# 17 Measuring Performance

- Measures for Regression
- Measures for Predicted Classes
- Measures for Class Probabilities
- Lift Curves
- Calibration Curves

## 17.1 Measures for Regression

The function `postResample`

can be used to estimate the root mean squared error (RMSE), simple R^{2}, and the mean absolute error (MAE) for numeric outcomes. For example:

```
library(mlbench)
data(BostonHousing)
set.seed(280)
bh_index <- createDataPartition(BostonHousing$medv, p = .75, list = FALSE)
bh_tr <- BostonHousing[ bh_index, ]
bh_te <- BostonHousing[-bh_index, ]
set.seed(7279)
lm_fit <- train(medv ~ . + rm:lstat,
data = bh_tr,
method = "lm")
bh_pred <- predict(lm_fit, bh_te)
lm_fit
```

```
## Linear Regression
##
## 381 samples
## 13 predictors
##
## No pre-processing
## Resampling: Bootstrapped (25 reps)
## Summary of sample sizes: 381, 381, 381, 381, 381, 381, ...
## Resampling results:
##
## RMSE Rsquared MAE
## 4.284876 0.7778135 2.955764
##
## Tuning parameter 'intercept' was held constant at a value of TRUE
```

`postResample(pred = bh_pred, obs = bh_te$medv)`

```
## RMSE Rsquared MAE
## 4.4412987 0.7781877 3.0926842
```

A note about how R^{2} is calculated by `caret`

: it takes the straightforward approach of computing the correlation between the observed and predicted values (i.e. R) and squaring the value. When the model is poor, this can lead to differences between this estimator and the more widely known estimate derived form linear regression models. Mostly notably, the correlation approach will not generate negative values of R^{2} (which are theoretically invalid).
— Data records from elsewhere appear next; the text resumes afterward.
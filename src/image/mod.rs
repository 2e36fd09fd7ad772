//! Image decoding, saving, canvas composition and mask derivation.

mod canvas;
mod load;
mod mask;
mod save;

pub use canvas::{compose_canvas, CANVAS_FILL};
pub use load::{decode_image, load_image};
pub use mask::{derive_mask, MaskOptions};
pub use save::save_image;

/// Mask value for pixels the inpainting model must keep.
pub const MASK_PRESERVE: u8 = 0;

/// Mask value for pixels the inpainting model may repaint.
pub const MASK_GENERATE: u8 = 255;
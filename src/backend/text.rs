//! CLIP prompt encoding.

use ndarray::{Array2, Array3};
use ort::session::Session;
use ort::value::Tensor;
use tokenizers::Tokenizer;

use crate::error::{Error, Result};
use crate::model::{Device, ModelDir};

use super::tensor::{extract, missing_output};

/// Context length of the CLIP text encoder.
pub const MAX_TOKENS: usize = 77;

/// Tokenizer plus text encoder session.
pub struct TextEncoder {
    tokenizer: Tokenizer,
    session: Session,
}

impl TextEncoder {
    /// Load `tokenizer.json` and `text_encoder/model.onnx` from `dir`.
    ///
    /// # Errors
    ///
    /// Returns [`Error::PipelineInit`] if either part is missing or invalid.
    pub fn load(dir: &ModelDir, device: Device) -> Result<Self> {
        let path = dir.file("tokenizer.json")?;
        let tokenizer = Tokenizer::from_file(&path).map_err(|err| Error::PipelineInit {
            name: path.display().to_string(),
            reason: err.to_string(),
        })?;
        let session = dir.session("text_encoder/model.onnx", device)?;

        Ok(Self { tokenizer, session })
    }

    /// Encode `text` to hidden states of shape (1, 77, hidden).
    ///
    /// # Errors
    ///
    /// Returns an error if tokenization or inference fails.
    pub fn encode(&mut self, text: &str) -> Result<Array3<f32>> {
        let encoding = self
            .tokenizer
            .encode(text, true)
            .map_err(|err| Error::invalid_input(format!("prompt could not be tokenized: {err}")))?;

        let ids = encoding
            .get_ids()
            .iter()
            .map(|&id| i32::try_from(id))
            .collect::<std::result::Result<Vec<_>, _>>()
            .map_err(|_| Error::invalid_input("token id out of range"))?;

        let ids = Array2::from_shape_vec((1, MAX_TOKENS), fit_context(ids))
            .map_err(|err| super::tensor::shape_error(&err))?;
        let input = Tensor::from_array(ids).map_err(|source| Error::Inference { source })?;

        let outputs = self
            .session
            .run(ort::inputs![input])
            .map_err(|source| Error::Inference { source })?;

        let output = outputs
            .values()
            .next()
            .ok_or_else(|| missing_output("last_hidden_state"))?;

        extract(&output)
    }
}

/// Truncate or pad token ids to [`MAX_TOKENS`].
///
/// The final id (end-of-text) is kept on truncation and repeated as padding.
fn fit_context(mut ids: Vec<i32>) -> Vec<i32> {
    let Some(&end) = ids.last() else {
        return vec![0; MAX_TOKENS];
    };

    if ids.len() > MAX_TOKENS {
        ids.truncate(MAX_TOKENS - 1);
        ids.push(end);
    } else {
        ids.resize(MAX_TOKENS, end);
    }
    ids
}
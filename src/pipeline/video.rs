//! Optional video stage: animate the finished scene.

use std::path::{Path, PathBuf};
use std::time::Duration;

use image::imageops::{self, FilterType};
use image::RgbImage;

use crate::backend::OnnxVideoModel;
use crate::capability::{FrameSink, Shared, VideoModel};
use crate::error::{Error, Result};
use crate::model::ModelOptions;

use super::scene::pipeline_init;

/// Video file name inside the run directory.
pub const VIDEO_FILE: &str = "video.mp4";

/// Frame size of the generated clip.
pub const FRAME_WIDTH: u32 = 854;
pub const FRAME_HEIGHT: u32 = 480;

pub const VIDEO_FPS: u32 = 8;

/// Fixed seed so identical scenes animate identically.
pub const VIDEO_SEED: u64 = 42;

/// Frames decoded per VAE call.
pub const DECODE_CHUNK_SIZE: usize = 8;

/// Video stage settings.
#[derive(Debug, Clone, Default)]
pub struct VideoOptions {
    /// Upper bound on the video model call.
    pub timeout: Option<Duration>,
}

/// Clip length and denoising effort of the video model.
#[derive(Debug, Clone, Copy, PartialEq, Eq)]
pub struct VideoModelSettings {
    pub frames: usize,
    pub steps: usize,
}

impl Default for VideoModelSettings {
    fn default() -> Self {
        Self {
            frames: 25,
            steps: 25,
        }
    }
}

impl VideoModelSettings {
    /// # Errors
    ///
    /// Returns [`Error::InvalidParameter`] if either count is zero or `steps` exceeds 1000.
    pub fn validate(&self) -> Result<()> {
        if self.frames == 0 {
            return Err(Error::invalid_parameter("video_frames", "must be greater than 0"));
        }
        if self.steps == 0 || self.steps > 1000 {
            return Err(Error::invalid_parameter(
                "video_steps",
                "must be between 1 and 1000",
            ));
        }
        Ok(())
    }
}

/// Load the video model at `model_dir` once and wrap it in a shared handle.
///
/// # Errors
///
/// Returns [`Error::PipelineInit`] for any loading failure.
pub fn build_video_pipeline<P: AsRef<Path>>(
    model_dir: P,
    options: &ModelOptions,
) -> Result<Shared<dyn VideoModel>> {
    build_video_pipeline_with(model_dir, options, VideoModelSettings::default())
}

/// [`build_video_pipeline`] with explicit frame and step counts.
///
/// # Errors
///
/// Returns [`Error::InvalidParameter`] for bad `settings`, checked before anything is
/// loaded, or [`Error::PipelineInit`] for any loading failure.
pub fn build_video_pipeline_with<P: AsRef<Path>>(
    model_dir: P,
    options: &ModelOptions,
    settings: VideoModelSettings,
) -> Result<Shared<dyn VideoModel>> {
    settings.validate()?;
    let model_dir = model_dir.as_ref();
    tracing::info!(
        "Building video pipeline on {} ({} frames, {} steps)",
        options.device,
        settings.frames,
        settings.steps
    );

    OnnxVideoModel::load(model_dir, options)
        .map(|model| {
            Shared::video(
                model
                    .with_frames(settings.frames)
                    .with_steps(settings.steps),
            )
        })
        .map_err(|err| pipeline_init(model_dir, err))
}

/// Resize `scene` to the clip size and run the video model on it.
///
/// # Errors
///
/// Returns [`Error::VideoGeneration`] if the model fails, times out or returns
/// frames of the wrong size, or [`Error::PipelineInit`] if the handle is unusable.
pub fn render_frames(
    handle: &Shared<dyn VideoModel>,
    scene: &RgbImage,
    options: &VideoOptions,
) -> Result<Vec<RgbImage>> {
    if scene.width() == 0 || scene.height() == 0 {
        return Err(Error::DegenerateImage {
            width: scene.width(),
            height: scene.height(),
        });
    }

    let input = imageops::resize(scene, FRAME_WIDTH, FRAME_HEIGHT, FilterType::CatmullRom);
    let frames = handle
        .call("video generation", options.timeout, move |model| {
            model.frames(&input, DECODE_CHUNK_SIZE, VIDEO_SEED)
        })
        .map_err(|err| match err {
            Error::PipelineInit { .. } | Error::VideoGeneration { .. } => err,
            other => video_error(other.to_string()),
        })?;

    if frames.is_empty() {
        return Err(video_error("model returned no frames"));
    }
    if let Some(frame) = frames
        .iter()
        .find(|f| f.dimensions() != (FRAME_WIDTH, FRAME_HEIGHT))
    {
        return Err(video_error(format!(
            "model returned a {}x{} frame, expected {FRAME_WIDTH}x{FRAME_HEIGHT}",
            frame.width(),
            frame.height()
        )));
    }

    Ok(frames)
}

/// Animate `scene` and encode the clip to `<output_dir>/video.mp4` through `sink`.
///
/// # Errors
///
/// Returns [`Error::VideoGeneration`] if rendering or encoding fails.
pub fn generate_video(
    handle: &Shared<dyn VideoModel>,
    scene: &RgbImage,
    output_dir: &Path,
    sink: &mut dyn FrameSink,
    options: &VideoOptions,
) -> Result<PathBuf> {
    let frames = render_frames(handle, scene, options)?;
    let path = output_dir.join(VIDEO_FILE);

    tracing::info!("Encoding {} frames to {}", frames.len(), path.display());
    encode(sink, &path, &frames).map_err(|err| match err {
        Error::VideoGeneration { .. } => err,
        other => video_error(other.to_string()),
    })?;

    Ok(path)
}

/// The sink is aborted on any failure so it stays usable for the next run.
fn encode(sink: &mut dyn FrameSink, path: &Path, frames: &[RgbImage]) -> Result<()> {
    let result = write_frames(sink, path, frames);
    if result.is_err() {
        sink.abort();
    }
    result
}

fn write_frames(sink: &mut dyn FrameSink, path: &Path, frames: &[RgbImage]) -> Result<()> {
    sink.begin(path, FRAME_WIDTH, FRAME_HEIGHT, VIDEO_FPS)?;
    for frame in frames {
        sink.push(frame)?;
    }
    sink.finish()
}

fn video_error(message: impl Into<String>) -> Error {
    Error::VideoGeneration {
        message: message.into(),
    }
}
A comparison of these and other estimators can be found in Kvalseth 1985.

## 17.2 Measures for Predicted Classes

Before proceeding, let’s make up some test set data:

```
set.seed(144)
true_class <- factor(sample(paste0("Class", 1:2),
size = 1000,
prob = c(.2, .8), replace = TRUE))
true_class <- sort(true_class)
class1_probs <- rbeta(sum(true_class == "Class1"), 4, 1)
class2_probs <- rbeta(sum(true_class == "Class2"), 1, 2.5)
test_set <- data.frame(obs = true_class,
Class1 = c(class1_probs, class2_probs))
test_set$Class2 <- 1 - test_set$Class1
test_set$pred <- factor(ifelse(test_set$Class1 >= .5, "Class1", "Class2"))
```

We would expect that this model will do well on these data:

```
ggplot(test_set, aes(x = Class1)) +
geom_histogram(binwidth = .05) +
facet_wrap(~obs) +
xlab("Probability of Class #1")
```

Generating the predicted classes based on the typical 50% cutoff for the probabilities, we can compute the *confusion matrix*, which shows a cross-tabulation of the observed and predicted classes. The `confusionMatrix`

function can be used to generate these results:

`confusionMatrix(data = test_set$pred, reference = test_set$obs)`

```
## Confusion Matrix and Statistics
##
## Reference
## Prediction Class1 Class2
## Class1 183 141
## Class2 13 663
##
## Accuracy : 0.846
## 95% CI : (0.8221, 0.8678)
## No Information Rate : 0.804
## P-Value [Acc > NIR] : 0.0003424
##
## Kappa : 0.6081
## Mcnemar's Test P-Value : < 2.2e-16
##
## Sensitivity : 0.9337
## Specificity : 0.8246
## Pos Pred Value : 0.5648
## Neg Pred Value : 0.9808
## Prevalence : 0.1960
## Detection Rate : 0.1830
## Detection Prevalence : 0.3240
## Balanced Accuracy : 0.8792
##
## 'Positive' Class : Class1
##
```

For two classes, this function assumes that the class corresponding to an event is the *first* class level (but this can be changed using the `positive`

argument.

Note that there are a number of statistics shown here. The “no-information rate” is the largest proportion of the observed classes (there were more class 2 data than class 1 in this test set). A hypothesis test is also computed to evaluate whether the overall accuracy rate is greater than the rate of the largest class. Also, the prevalence of the “positive event” is computed from the data (unless passed in as an argument), the detection rate (the rate of true events also predicted to be events) and the detection prevalence (the prevalence of predicted events).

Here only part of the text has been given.